The Irlanda Regiment (Regimiento "Irlanda") was one of the three Irish regiments in the service of the Spanish crown during the 18th and 19th centuries, its sister regiments being the Ultonia Regiment and the Hibernia Regiment.

==Background==
The three "Irish" regiments, like other units before them, such as the Irish Tercio (Tercio de irlandeses), also known as the Irish Brigade, which was raised in 1605 by Henry O'Neill to be incorporated into Spain's Army of Flanders, were raised from among the thousands of young Irishmen who, due to the Penal Laws, left their homes to take service with France and Spain.

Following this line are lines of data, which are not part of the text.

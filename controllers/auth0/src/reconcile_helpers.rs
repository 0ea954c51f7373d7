//! Helper functions for status and event bookkeeping
//!
//! Every status the reconciler writes is built here from the status it read, so a write
//! only ever changes the fields the outcome is about.

use crds::{CONDITION_FAILING, CONDITION_READY, EntityStatus, PassthroughDocument, StatusCondition};
use serde_json::{Map, Value};

// Ready condition reasons
pub const REASON_RECONCILED: &str = "Reconciled";
pub const REASON_BLOCKED: &str = "Blocked";
pub const REASON_PERMANENT_ERROR: &str = "PermanentError";
pub const REASON_RETRYING: &str = "Retrying";
pub const REASON_RATE_LIMITED: &str = "RateLimited";
pub const REASON_POLICY_DENIED: &str = "PolicyDenied";

/// Failing condition reason
pub const REASON_REPEATEDLY_FAILING: &str = "RepeatedlyFailing";

// Event reasons
pub const EVENT_SUCCESS: &str = "Success";
pub const EVENT_API_ERROR: &str = "ApiError";
pub const EVENT_RATE_LIMIT: &str = "RateLimit";
pub const EVENT_RETRY: &str = "Retry";
pub const EVENT_DELETING: &str = "Deleting";

fn clear_failing(status: &mut EntityStatus) {
    status.conditions.retain(|c| c.type_ != CONDITION_FAILING);
}

/// Status after a confirmed remote write: identity, snapshot and Ready in one update
#[must_use]
pub fn applied_status(
    current: &EntityStatus,
    id: &str,
    identifier: Option<String>,
    last_conf: Map<String, Value>,
    generation: Option<i64>,
) -> EntityStatus {
    let mut status = current.clone();
    status.id = Some(id.to_string());
    if identifier.is_some() {
        status.identifier = identifier;
    }
    status.last_conf = Some(PassthroughDocument(last_conf));
    status.observed_generation = generation;
    status.set_condition(StatusCondition::new(CONDITION_READY, true, REASON_RECONCILED, None));
    clear_failing(&mut status);
    status
}

/// Status binding an adopted remote object. The snapshot is dropped so the next plan
/// enforces the full declaration.
#[must_use]
pub fn bound_status(current: &EntityStatus, id: &str, identifier: Option<String>) -> EntityStatus {
    let mut status = current.clone();
    status.id = Some(id.to_string());
    status.identifier = identifier;
    status.last_conf = None;
    status
}

/// Status of a resource that needs no remote write
#[must_use]
pub fn settled_status(
    current: &EntityStatus,
    ready: bool,
    reason: &str,
    message: Option<String>,
    generation: Option<i64>,
) -> EntityStatus {
    let mut status = current.clone();
    status.observed_generation = generation;
    status.set_condition(StatusCondition::new(CONDITION_READY, ready, reason, message));
    clear_failing(&mut status);
    status
}

/// Status after a failed reconciliation.
///
/// `failing` is `Some(true)` once failures outlived the staleness budget, `Some(false)`
/// while they have not, and `None` when the failure does not count towards it.
#[must_use]
pub fn failed_status(
    current: &EntityStatus,
    reason: &str,
    message: String,
    failing: Option<bool>,
) -> EntityStatus {
    let mut status = current.clone();
    status.set_condition(StatusCondition::new(CONDITION_READY, false, reason, Some(message.clone())));
    match failing {
        Some(true) => status.set_condition(StatusCondition::new(
            CONDITION_FAILING,
            true,
            REASON_REPEATEDLY_FAILING,
            Some(message),
        )),
        Some(false) => clear_failing(&mut status),
        None => {}
    }
    status
}

/// Whether writing `next` over `current` changes anything but the reconcile timestamp
#[must_use]
pub fn status_needs_update(current: &EntityStatus, next: &EntityStatus) -> bool {
    let mut current = current.clone();
    current.last_reconcile_time = next.last_reconcile_time;
    current != *next
}

/// Stamp the reconcile time on a status that is about to be written
#[must_use]
pub fn stamped(mut status: EntityStatus) -> EntityStatus {
    status.last_reconcile_time = Some(chrono::Utc::now());
    status
}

The first of these regiments to be formed, Irlandia, was raised by levies in Ireland in 1638. The Hibernia Regiment was raised in 1703 (or 1709) by order of Philip V, from troops and officers from Spain's forces in France and Ultonia was raised later that same year.

Although the service records give no reasons for the transfers, there was a certain amount of mobility among the three sister regiments, which may have been due to the need to raise the number of men under arms before a specific military action. One notable case is that of Alejandro O'Reilly (1723–1794), who enlisted in the Hibernia Regiment in 1735 and worked his way up to lieutenant general (1767) before transferring to the Irlanda Regiment in 1772.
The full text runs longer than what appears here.